# YOUR GOAL:
The answer must be every line from the entries below that contains "Cursor".
··· MATERIAL FOR THIS TASK ···
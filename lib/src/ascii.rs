use crate::config::RenderConfig;
use crate::filters::normalized_luminance;
use crate::lut::get_fill_char;
use crate::pixels::PixelBuffer;
use image::{ImageBuffer, Rgb};
use std::io::{self, Write};

/// Averaged block colors, red first, at full `f64` precision
pub type BlockImage = ImageBuffer<Rgb<f64>, Vec<f64>>;

/// Number of output cells covering `len` source pixels at `scale` pixels each
fn cells(len: u32, scale: u32) -> u32 {
    len.div_ceil(scale)
}

/// Average one `scale_x` by `scale_y` block anchored at storage row `y`
///
/// The block extends right from `x` and down in storage (up visually) from
/// `y`. Sub-rows below 0 and columns at or past the width are left out of
/// the mean rather than padded. Samples outside the loaded buffer are also
/// skipped; a block with none left averages to black.
///
/// # Returns
/// Mean color, red first
pub fn average_block(pixels: &PixelBuffer, x: u32, y: u32, config: &RenderConfig) -> Rgb<f64> {
    let mut sum = [0.0f64; 3];
    let mut count = 0u32;

    for sub_y in 0..config.scale_y.min(y + 1) {
        for sub_x in 0..config.scale_x {
            let px = x + sub_x;
            if px >= pixels.width() {
                break;
            }
            if let Some([blue, green, red]) = pixels.bgr(px, y - sub_y) {
                sum[0] += f64::from(red);
                sum[1] += f64::from(green);
                sum[2] += f64::from(blue);
                count += 1;
            }
        }
    }

    if count == 0 {
        return Rgb([0.0, 0.0, 0.0]);
    }

    let n = f64::from(count);
    Rgb([sum[0] / n, sum[1] / n, sum[2] / n])
}

/// Downscale the pixel buffer to one averaged color per output character
///
/// Rows are walked from the last stored row (the visual top of a bottom-up
/// bitmap) towards row 0, so row 0 of the result is the top of the picture.
///
/// # Returns
/// Image of `ceil(width / scale_x)` by `ceil(height / scale_y)` average colors
pub fn downscale_to_blocks(pixels: &PixelBuffer, config: &RenderConfig) -> BlockImage {
    let cols = cells(pixels.width(), config.scale_x);
    let rows = cells(pixels.height(), config.scale_y);
    let mut output = BlockImage::new(cols, rows);

    for row in 0..rows {
        let y = pixels.height() - 1 - row * config.scale_y;
        for col in 0..cols {
            let x = col * config.scale_x;
            output.put_pixel(col, row, average_block(pixels, x, y, config));
        }
    }

    log::debug!(
        "downscaled {}x{} pixels to {cols}x{rows} cells",
        pixels.width(),
        pixels.height()
    );

    output
}

/// Select a glyph for every averaged block
///
/// # Returns
/// One string per output row, top to bottom, one glyph per block
///
/// A zero-width grid still yields one empty string per row.
pub fn select_ascii_rows(blocks: &BlockImage, config: &RenderConfig) -> Vec<String> {
    let (width, height) = blocks.dimensions();
    (0..height)
        .map(|y| {
            (0..width)
                .map(|x| {
                    let luminance = normalized_luminance(blocks.get_pixel(x, y));
                    get_fill_char(luminance, config.ramp)
                })
                .collect()
        })
        .collect()
}

/// Write each row followed by a newline, with no blank line after the last
pub fn write_rows<W: Write>(rows: &[String], mut out: W) -> io::Result<()> {
    for (i, row) in rows.iter().enumerate() {
        log::trace!("row {i}: {row}");
        writeln!(out, "{row}")?;
    }
    out.flush()
}
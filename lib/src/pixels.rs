use crate::error::{Error, Result};
use crate::header::{FileHeader, InfoHeader};
use std::io::{self, Read, Seek, SeekFrom};

/// Bytes per stored row, padded up to a multiple of 4
///
/// `((bit_count * width + 31) / 32) * 4`
pub fn row_stride(bit_count: u16, width: i32) -> i64 {
    ((i64::from(bit_count) * i64::from(width) + 31) / 32) * 4
}

/// Raw pixel rows exactly as stored: bottom-up, row-padded, BGR triples
#[derive(Debug, Clone)]
pub struct PixelBuffer {
    data: Vec<u8>,
    width: u32,
    height: u32,
    row_stride: usize,
}

impl PixelBuffer {
    pub fn new(data: Vec<u8>, width: u32, height: u32, row_stride: usize) -> Self {
        Self {
            data,
            width,
            height,
            row_stride,
        }
    }

    pub fn width(&self) -> u32 {
        self.width
    }

    pub fn height(&self) -> u32 {
        self.height
    }

    /// Blue, green, red bytes of the pixel at storage row `y`
    ///
    /// Returns `None` if the triple would fall outside the loaded bytes,
    /// which only happens when the header disagrees with the real layout.
    pub fn bgr(&self, x: u32, y: u32) -> Option<[u8; 3]> {
        let offset = (y as usize)
            .checked_mul(self.row_stride)?
            .checked_add((x as usize).checked_mul(3)?)?;
        let px = self.data.get(offset..offset.checked_add(3)?)?;
        Some([px[0], px[1], px[2]])
    }
}

/// Seek to the declared pixel data and read `row_stride * height` bytes
///
/// # Errors
/// * `Error::Geometry` if the buffer size is negative or does not fit in memory
/// * `Error::Seek` if seeking to `data_offset` fails
/// * `Error::PixelRead` if fewer bytes than requested are available
pub fn load_pixels<R: Read + Seek>(
    reader: &mut R,
    file_header: &FileHeader,
    info_header: &InfoHeader,
) -> Result<PixelBuffer> {
    let geometry_error = || Error::Geometry {
        width: info_header.width,
        height: info_header.height,
        bit_count: info_header.bit_count,
    };

    let width = u32::try_from(info_header.width).map_err(|_| geometry_error())?;
    let height = u32::try_from(info_header.height).map_err(|_| geometry_error())?;
    let stride = usize::try_from(row_stride(info_header.bit_count, info_header.width))
        .map_err(|_| geometry_error())?;
    let len = stride
        .checked_mul(height as usize)
        .ok_or_else(geometry_error)?;

    log::debug!("row stride {stride} bytes, reading {len} bytes of pixel data");

    reader
        .seek(SeekFrom::Start(u64::from(file_header.data_offset)))
        .map_err(|source| Error::Seek {
            offset: file_header.data_offset,
            source,
        })?;

    // Only grows with the bytes actually present
    let mut data = Vec::new();
    let read = reader
        .by_ref()
        .take(len as u64)
        .read_to_end(&mut data)
        .map_err(|source| Error::PixelRead {
            expected: len,
            source,
        })?;
    if read < len {
        return Err(Error::PixelRead {
            expected: len,
            source: io::Error::new(
                io::ErrorKind::UnexpectedEof,
                format!("only {read} bytes available"),
            ),
        });
    }

    Ok(PixelBuffer::new(data, width, height, stride))
}
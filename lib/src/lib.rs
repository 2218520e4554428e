//! BMP to ASCII - renders uncompressed 24-bit bitmaps as text
//!
//! The pipeline decodes the two fixed headers, loads the row-padded pixel
//! data, averages 2×4 pixel blocks and maps each block's luminance to a
//! glyph on a 16-step ramp.
//!
//! # Example
//! ```no_run
//! use bmp_ascii::{process_file, RenderConfig};
//!
//! let config = RenderConfig::default();
//! for row in process_file("snail.bmp", &config).unwrap() {
//!     println!("{row}");
//! }
//! ```

pub mod ascii;
pub mod config;
pub mod error;
pub mod filters;
pub mod header;
pub mod lut;
pub mod pixels;
pub mod processor;

// Re-export main types for convenience
pub use config::{INPUT_PATH, RenderConfig};
pub use error::{Error, Result};
pub use header::{FileHeader, InfoHeader, PaletteEntry};
pub use pixels::PixelBuffer;
pub use processor::{process_file, process_reader, render_file};
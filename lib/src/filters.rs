use image::Rgb;

/// Weighted grayscale of an averaged color
///
/// Formula: L = 0.3*R + 0.59*G + 0.11*B (NTSC weights)
///
/// # Arguments
/// * `color` - Averaged channels in [0, 255], red first
///
/// # Returns
/// Luminance in [0, 255]
pub fn calculate_luminance(color: &Rgb<f64>) -> f64 {
    let [r, g, b] = color.0;
    0.3 * r + 0.59 * g + 0.11 * b
}

/// Luminance scaled to [0, 1]
pub fn normalized_luminance(color: &Rgb<f64>) -> f64 {
    calculate_luminance(color) / 255.0
}
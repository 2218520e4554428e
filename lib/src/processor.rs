use crate::ascii::{downscale_to_blocks, select_ascii_rows, write_rows};
use crate::config::RenderConfig;
use crate::error::{Error, Result};
use crate::header::read_headers;
use crate::pixels::load_pixels;
use std::fs::File;
use std::io::{BufReader, Read, Seek, Write};
use std::path::Path;

/// Decodes a bitmap stream and converts it to ASCII art rows
///
/// This runs the whole pipeline:
/// 1. Read the file and info headers
/// 2. Seek to the pixel data and load `row_stride * height` bytes
/// 3. Average `scale_x` by `scale_y` blocks, clipped at the image edges
/// 4. Map each block's luminance to a glyph from the ramp
///
/// # Arguments
/// * `reader` - Stream positioned at the start of the bitmap
/// * `config` - Sampling and glyph settings
///
/// # Returns
/// One string per output row, top to bottom
pub fn process_reader<R: Read + Seek>(mut reader: R, config: &RenderConfig) -> Result<Vec<String>> {
    config.validate()?;

    let (file_header, info_header) = read_headers(&mut reader)?;
    let pixels = load_pixels(&mut reader, &file_header, &info_header)?;
    let blocks = downscale_to_blocks(&pixels, config);

    Ok(select_ascii_rows(&blocks, config))
}

/// Opens `path` and converts it with [`process_reader`]
///
/// The file is closed before this returns, on success and on every error.
pub fn process_file<P: AsRef<Path>>(path: P, config: &RenderConfig) -> Result<Vec<String>> {
    let path = path.as_ref();
    let file = File::open(path).map_err(|source| Error::Open {
        path: path.to_path_buf(),
        source,
    })?;

    process_reader(BufReader::new(file), config)
}

/// Renders `path` to `out`, one line per output row
///
/// Nothing is written unless the whole bitmap decoded.
pub fn render_file<P: AsRef<Path>, W: Write>(path: P, config: &RenderConfig, out: W) -> Result<()> {
    let rows = process_file(path, config)?;
    write_rows(&rows, out).map_err(Error::Output)
}

#[cfg(test)]
mod tests {
    use super::*;
    use std::io::Cursor;

    /// 24-bit bottom-up bitmap with every pixel set to `rgb`
    fn solid_bitmap(width: i32, height: i32, rgb: [u8; 3]) -> Vec<u8> {
        let stride = crate::pixels::row_stride(24, width) as usize;
        let data_len = stride * height as usize;
        let mut bytes = Vec::new();
        bytes.extend_from_slice(b"BM");
        bytes.extend_from_slice(&((54 + data_len) as u32).to_le_bytes());
        bytes.extend_from_slice(&0u32.to_le_bytes());
        bytes.extend_from_slice(&54u32.to_le_bytes());
        bytes.extend_from_slice(&40u32.to_le_bytes());
        bytes.extend_from_slice(&width.to_le_bytes());
        bytes.extend_from_slice(&height.to_le_bytes());
        bytes.extend_from_slice(&1u16.to_le_bytes());
        bytes.extend_from_slice(&24u16.to_le_bytes());
        bytes.extend_from_slice(&[0u8; 24]);
        for _ in 0..height {
            let mut row = Vec::with_capacity(stride);
            for _ in 0..width {
                row.extend_from_slice(&[rgb[2], rgb[1], rgb[0]]);
            }
            row.resize(stride, 0);
            bytes.extend_from_slice(&row);
        }
        bytes
    }

    #[test]
    fn test_white_4x4_renders_two_spaces() {
        let bytes = solid_bitmap(4, 4, [255, 255, 255]);
        let rows = process_reader(Cursor::new(bytes), &RenderConfig::default()).unwrap();
        assert_eq!(rows, vec!["  ".to_string()]);
    }

    #[test]
    fn test_black_4x4_renders_two_m() {
        let bytes = solid_bitmap(4, 4, [0, 0, 0]);
        let rows = process_reader(Cursor::new(bytes), &RenderConfig::default()).unwrap();
        assert_eq!(rows, vec!["MM".to_string()]);
    }

    #[test]
    fn test_output_shape_with_padding() {
        // stride 16 for width 5, so rows carry one padding byte
        let bytes = solid_bitmap(5, 9, [0, 0, 0]);
        let rows = process_reader(Cursor::new(bytes), &RenderConfig::default()).unwrap();
        assert_eq!(rows.len(), 3);
        assert!(rows.iter().all(|row| row == "MMM"));
    }

    #[test]
    fn test_truncated_pixel_data() {
        let mut bytes = solid_bitmap(4, 4, [0, 0, 0]);
        bytes.truncate(bytes.len() - 1);
        let err = process_reader(Cursor::new(bytes), &RenderConfig::default()).unwrap_err();
        assert!(matches!(err, Error::PixelRead { expected: 48, .. }));
    }

    #[test]
    fn test_truncated_header() {
        let err = process_reader(Cursor::new(vec![b'B', b'M', 0, 0]), &RenderConfig::default())
            .unwrap_err();
        assert!(matches!(err, Error::HeaderRead(_)));
    }

    #[test]
    fn test_invalid_config_rejected_before_reading() {
        let config = RenderConfig {
            scale_x: 0,
            ..Default::default()
        };
        let err = process_reader(Cursor::new(Vec::new()), &config).unwrap_err();
        assert!(matches!(err, Error::InvalidConfig(_)));
    }
}
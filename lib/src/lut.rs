//! Luminance to glyph lookup
//!
//! The ramp runs from the densest glyph (`M`) to the emptiest (space), so a
//! dark pixel prints as heavy ink and white prints as blank.

/// Ramp index for a normalized luminance
///
/// `floor(luminance * (ramp_len - 1))`, clamped to the last index so a
/// corrupt channel value can never index past the ramp.
///
/// # Arguments
/// * `luminance` - Normalized luminance, nominally [0.0, 1.0]
/// * `ramp_len` - Number of glyphs in the ramp, at least 1
pub fn ramp_index(luminance: f64, ramp_len: usize) -> usize {
    let last = ramp_len.saturating_sub(1);
    let index = (luminance * last as f64).floor();
    if index <= 0.0 {
        0
    } else {
        (index as usize).min(last)
    }
}

/// Glyph for a normalized luminance from an ASCII ramp
pub fn get_fill_char(luminance: f64, ramp: &str) -> char {
    let bytes = ramp.as_bytes();
    match bytes.get(ramp_index(luminance, bytes.len())) {
        Some(&b) => b as char,
        None => ' ',
    }
}
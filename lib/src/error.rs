use std::io;
use std::path::PathBuf;

/// Errors produced while decoding a bitmap and rendering it as ASCII art
///
/// Every variant aborts the pipeline. Nothing is retried.
#[derive(Debug, thiserror::Error)]
pub enum Error {
    #[error("failed to open {}: {source}", .path.display())]
    Open {
        path: PathBuf,
        #[source]
        source: io::Error,
    },

    #[error("failed to read bitmap headers: {0}")]
    HeaderRead(#[source] io::Error),

    #[error("failed to seek to pixel data at offset {offset}: {source}")]
    Seek {
        offset: u32,
        #[source]
        source: io::Error,
    },

    #[error("failed to read {expected} bytes of pixel data: {source}")]
    PixelRead {
        expected: usize,
        #[source]
        source: io::Error,
    },

    /// Declared geometry whose pixel buffer size cannot be represented
    #[error("unsupported geometry: {width}x{height} at {bit_count} bits per pixel")]
    Geometry {
        width: i32,
        height: i32,
        bit_count: u16,
    },

    #[error("invalid render configuration: {0}")]
    InvalidConfig(String),

    #[error("failed to write rendered output: {0}")]
    Output(#[source] io::Error),
}

pub type Result<T> = std::result::Result<T, Error>;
···
# RESPONSE TO THIS EXERCISE:
    use std::io::Cursor;
        let rows = process_reader(Cursor::new(bytes), &RenderConfig::default()).unwrap();
        let rows = process_reader(Cursor::new(bytes), &RenderConfig::default()).unwrap();
        let rows = process_reader(Cursor::new(bytes), &RenderConfig::default()).unwrap();
        let err = process_reader(Cursor::new(bytes), &RenderConfig::default()).unwrap_err();
        let err = process_reader(Cursor::new(vec![b'B', b'M', 0, 0]), &RenderConfig::default())
        let err = process_reader(Cursor::new(Vec::new()), &config).unwrap_err();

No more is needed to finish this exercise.